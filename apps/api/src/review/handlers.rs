//! Share-token endpoints backing the review page.

use axum::{
    extract::{
        ws::{Message, WebSocket, WebSocketUpgrade},
        Path, Query, State,
    },
    response::Response,
    Json,
};
use chrono::{DateTime, Utc};
use futures_util::{stream::SplitSink, SinkExt, StreamExt};
use serde::{Deserialize, Serialize};
use tokio::sync::mpsc;
use tracing::{info, warn};
use uuid::Uuid;

use crate::comments::CommentService;
use crate::errors::AppError;
use crate::models::Comment;
use crate::pdfs::handlers::resolve_share_token;
use crate::review::pins::{pins_for_page, Pin};
use crate::state::AppState;

#[derive(Debug, Serialize)]
pub struct ReviewResponse {
    pub pdf_id: Uuid,
    pub filename: String,
    pub pdf_url: String,
    pub created_at: DateTime<Utc>,
    pub comments: Vec<Comment>,
}

#[derive(Debug, Deserialize)]
pub struct PinQuery {
    pub page: u32,
    pub active: Option<Uuid>,
}

#[derive(Debug, Serialize)]
pub struct PinOverlay {
    pub page: u32,
    pub pins: Vec<Pin>,
}

/// Frames pushed over the live websocket.
#[derive(Debug, Serialize)]
#[serde(tag = "type", content = "data", rename_all = "snake_case")]
enum LiveFrame<'a> {
    Comments(&'a [Comment]),
}

/// GET /api/v1/share/:token
pub async fn handle_get_review(
    State(state): State<AppState>,
    Path(token): Path<String>,
) -> Result<Json<ReviewResponse>, AppError> {
    let pdf = resolve_share_token(&state, &token).await?;
    let comments = state.comments.get_comments_by_pdf_id(pdf.id).await?;
    Ok(Json(ReviewResponse {
        pdf_id: pdf.id,
        pdf_url: state.pdfs.public_url(&pdf),
        filename: pdf.filename,
        created_at: pdf.created_at,
        comments,
    }))
}

/// GET /api/v1/share/:token/pins?page=N&active=<comment id>
pub async fn handle_page_pins(
    State(state): State<AppState>,
    Path(token): Path<String>,
    Query(query): Query<PinQuery>,
) -> Result<Json<PinOverlay>, AppError> {
    if query.page < 1 {
        return Err(AppError::Validation("page must be >= 1".to_string()));
    }
    let pdf = resolve_share_token(&state, &token).await?;
    let comments = state.comments.get_comments_by_pdf_id(pdf.id).await?;
    Ok(Json(PinOverlay {
        page: query.page,
        pins: pins_for_page(&comments, query.page, query.active),
    }))
}

/// GET /api/v1/share/:token/live
///
/// Websocket that sends the full comment list on connect and again after every change.
pub async fn handle_live(
    State(state): State<AppState>,
    Path(token): Path<String>,
    ws: WebSocketUpgrade,
) -> Result<Response, AppError> {
    let pdf = resolve_share_token(&state, &token).await?;
    let comments = state.comments.clone();
    Ok(ws.on_upgrade(move |socket| stream_comments(socket, comments, pdf.id)))
}

async fn send_comments(
    sender: &mut SplitSink<WebSocket, Message>,
    comments: &[Comment],
) -> Result<(), ()> {
    let text = serde_json::to_string(&LiveFrame::Comments(comments)).map_err(|e| {
        warn!("Failed to encode comment frame: {e}");
    })?;
    sender.send(Message::Text(text)).await.map_err(|_| ())
}

async fn stream_comments(socket: WebSocket, comments: CommentService, pdf_id: Uuid) {
    let (mut sender, mut receiver) = socket.split();

    let (tx, mut rx) = mpsc::unbounded_channel::<Vec<Comment>>();
    let _subscription = comments.subscribe_to_comments(pdf_id, move |latest| {
        let _ = tx.send(latest.to_vec());
    });

    match comments.get_comments_by_pdf_id(pdf_id).await {
        Ok(initial) => {
            if send_comments(&mut sender, &initial).await.is_err() {
                return;
            }
        }
        Err(e) => {
            warn!("Live stream for pdf {pdf_id} could not load comments: {e}");
            return;
        }
    }

    info!("Live comment stream opened for pdf {pdf_id}");
    loop {
        tokio::select! {
            Some(latest) = rx.recv() => {
                if send_comments(&mut sender, &latest).await.is_err() {
                    break;
                }
            }
            incoming = receiver.next() => match incoming {
                Some(Ok(Message::Close(_))) | Some(Err(_)) | None => break,
                Some(Ok(_)) => {}
            },
        }
    }
    info!("Live comment stream closed for pdf {pdf_id}");
}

======

**PROBLEM STATEMENT**
Return every line of the material in which the word "warn" is found.

**EXERCISE SOLUTION**
use tracing::{info, warn};
        warn!("Failed to encode comment frame: {e}");
            warn!("Live stream for pdf {pdf_id} could not load comments: {e}");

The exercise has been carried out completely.